Liu is investing $10 million in the Palmetto State, building a printing-plate factory that will open this fall and hire 120 workers. His main aim is to tap the large American market, but when his finance staff penciled out the costs, he was stunned to learn how they compared with those in China.
Liu spent about $500,000 for seven acres in Spartanburg — less than one-fourth what it would cost to buy the same amount of land in Dongguan, a city in southeast China where he runs three plants. U.S. electricity rates are about 75% lower, and in South Carolina, Liu doesn’t have to put up with frequent blackouts.
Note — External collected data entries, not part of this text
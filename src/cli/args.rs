//! Command line argument parsing and validation.
//!
//! The flags use single-dash long spellings (`-key`, `-packageName`, ...).
//! Those are rewritten to clap long flags before parsing.

use crate::publish::ProgressReporter;
use clap::Parser;
use std::ffi::OsString;
use std::path::PathBuf;

/// Long flag names that may be spelled with a single dash
const LEGACY_FLAGS: &[&str] = &["key", "file", "track", "name", "packageName", "notes", "notesFile"];

/// Upload an APK or AAB to a Google Play release track
#[derive(Parser, Debug, Clone)]
#[command(
    name = "kodegen_bundler_playstore",
    version,
    about = "Upload an APK or AAB to a Google Play release track",
    long_about = "Upload an Android package to Google Play and promote it to a release track.

Usage:
  kodegen_bundler_playstore -key key.json -file app.apk -track internal -notes \"fix bug\"
  kodegen_bundler_playstore -key key.json -file app.aab -packageName com.example.app -track beta -notesFile notes.txt"
)]
pub struct Args {
    /// JSON key file of an authorized service account
    #[arg(long = "key", value_name = "JSON", required = true)]
    pub key: PathBuf,

    /// APK or AAB file to be released
    #[arg(long = "file", value_name = "FILE", required = true)]
    pub file: PathBuf,

    /// Release track to use, e.g. internal, alpha, beta or production
    #[arg(long = "track", value_name = "TRACK", required = true)]
    pub track: String,

    /// Application name (optional; defaults to the manifest label or package name)
    #[arg(long = "name", value_name = "NAME", allow_hyphen_values = true)]
    pub name: Option<String>,

    /// Application package name (required with an AAB file)
    #[arg(long = "packageName", alias = "package-name", value_name = "PACKAGE")]
    pub package_name: Option<String>,

    /// Release notes text
    #[arg(long = "notes", value_name = "TEXT", conflicts_with = "notes_file", allow_hyphen_values = true)]
    pub notes: Option<String>,

    /// File containing release notes
    #[arg(long = "notesFile", alias = "notes-file", value_name = "FILE", conflicts_with = "notes")]
    pub notes_file: Option<PathBuf>,
}

impl Args {
    /// Parse an argument vector, accepting single-dash long flags
    pub fn try_parse_args<I, T>(args: I) -> Result<Self, clap::Error>
    where
        I: IntoIterator<Item = T>,
        T: Into<OsString>,
    {
        Self::try_parse_from(normalize_legacy_flags(args))
    }
}

/// Console context shared by command execution
#[derive(Debug, Clone, Default)]
pub struct RuntimeConfig {
    /// Output manager for colored terminal output
    output: super::OutputManager,
}

impl RuntimeConfig {
    /// Create runtime configuration
    pub fn new() -> Self {
        Self {
            output: super::OutputManager::new(),
        }
    }

    /// Print error message (always shown)
    pub fn error_println(&self, message: &str) {
        self.output.error(message);
    }

    /// Print indented text to stderr
    pub fn hint(&self, message: &str) {
        let _ = self.output.eprintln(&format!("  • {message}"));
    }
}

impl ProgressReporter for RuntimeConfig {
    fn step(&self, message: &str) {
        log::debug!("{message}");
        let _ = self.output.step(message);
    }

    fn detail(&self, message: &str) {
        log::debug!("{message}");
        let _ = self.output.indent(message);
    }

    fn success(&self, message: &str) {
        log::debug!("{message}");
        let _ = self.output.success(message);
    }

    fn warn(&self, message: &str) {
        log::warn!("{message}");
        let _ = self.output.warn(message);
    }
}

/// Rewrite `-key value` / `-key=value` into clap's `--key value` form.
///
/// Only the known long flags are rewritten; values (even ones that look like flags
/// after a flag expecting a value) and short flags such as `-h` pass through untouched.
pub fn normalize_legacy_flags<I, T>(args: I) -> Vec<OsString>
where
    I: IntoIterator<Item = T>,
    T: Into<OsString>,
{
    let mut out = Vec::new();
    let mut expecting_value = false;

    for (index, arg) in args.into_iter().map(Into::into).enumerate() {
        // argv[0]
        if index == 0 || expecting_value {
            expecting_value = false;
            out.push(arg);
            continue;
        }

        let Some(text) = arg.to_str() else {
            out.push(arg);
            continue;
        };

        let rewritten = text
            .strip_prefix('-')
            .filter(|rest| !rest.starts_with('-'))
            .and_then(|rest| {
                let (flag, inline_value) = match rest.split_once('=') {
                    Some((flag, value)) => (flag, Some(value)),
                    None => (rest, None),
                };
                LEGACY_FLAGS.contains(&flag).then(|| {
                    expecting_value = inline_value.is_none();
                    format!("-{text}")
                })
            });

        if rewritten.is_none() {
            expecting_value = text.starts_with("--")
                && !text.contains('=')
                && LEGACY_FLAGS
                    .iter()
                    .chain(["package-name", "notes-file"].iter())
                    .any(|flag| text[2..] == **flag);
        }

        out.push(rewritten.map(OsString::from).unwrap_or(arg));
    }

    out
}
About the only major thing that’s more expensive in Spartanburg is labor. Liu is looking to offer $12 to $13 an hour there, versus about $2 an hour in Dongguan, not including room and board. But Liu expects to offset some of the higher labor costs with a payroll tax credit of $1,500 per employee from South Carolina.
“I was surprised,” said the 63-year-old president of Shanxi Yuncheng Plate-Making Group. “The gap’s not as large as I thought.” Liu is part of a growing wave of Chinese entrepreneurs expanding into the U.S. From Spartanburg to Los Angeles they are building factories, buying companies and investing in business and real estate.
True this is still a relatively small macro economic factor. However, it is growing. The primary push so far is economic – not a move to lean manufacturing (as far, as I can tell) to put manufacturing close to the customer. What is the biggest factor? The USA is spending more than $400 billion every year more than it produces. The only way to consume more than you produce is to borrow (and take an obligation to pay back those that lend you money) or sell the stuff you own to those that are producing more than they are consuming. China is producing more than $200 billion more than it consumes every year.
For decades foreigners have taken debt from Americans that promise to pay back later (to pay for what they consumed). Now many are deciding that these debts are not attractive investments and are looking to own productive assets in the USA (companies, factories…). Which is smart on there part in my opinion.
Related: The Budget Deficit, the Current Account Deficit and the Saving Deficit – Moving Jobs to Silicon Valley from India – $2,540,000,000,000 in USA Consumer Debt – How to Keep the USA Manufacturing – Top 10 Manufacturing Countries 2006
Warren Buffett’s 2004 Annual Report:
Should we continue to run current account deficits comparable to those now prevailing, the net ownership of the U.S. by other countries and their citizens a decade from now will amount to roughly $11 trillion. And, if foreign investors were to earn only 5% on that net holding, we would need to send a net of $.55 trillion of goods and services abroad every year merely to service the U.S. investments then held by foreigners. At that date, a decade out, our GDP would probably total about $18 trillion (assuming low inflation, which is far from a sure thing). Therefore, our U.S. “family” would then be delivering 3% of its annual output to the rest of the world simply as tribute for the overindulgences of the past. In this case, unlike that involving budget deficits, the sons would truly pay for the sins of their fathers.
From the original article:
But the Beijing government’s $5-billion stake in Morgan Stanley and $3-billion investment in the private equity firm Blackstone Group brought China’s overall investments in U.S. firms to $9.8 billion in 2007, up from $36 million the year before, according to Thomson Financial.
By comparison, U.S. investment in China was $2.6 billion last year, down from $3 billion in 2006, said China’s Ministry of Commerce. But many Chinese entrepreneurs prefer to keep a low profile, and experts say those figures don’t include a lot of investment activity happening under the official radar.
This is showing how low investment in companies in the USA by Chinese has been. Hundreds of billions of dollars has been invested in USA debt each year (largely US government debt). Another thing I like about the original article is the positive view the investor has of manufacturing in the USA. From our previous post, New Look American Manufacturing:
And does National Association of Manufacturers think the USA is good at nothing? Don’t manufacturers here benefit from being the USA? What cost advantages does that give them? I think being a manufacturer in the USA offers huge advantages as well as some challenges. The prospects are good.
That’s interesting that land is more expensive in China than in the US. I always thought land was fairly inexpensive there. Of course what really gets companies over the long run is the labor costs. Lower wages over the course of many years would more than make up for the higher cost of land. It’s too bad, but this is the main reason why jobs get outsourced so often.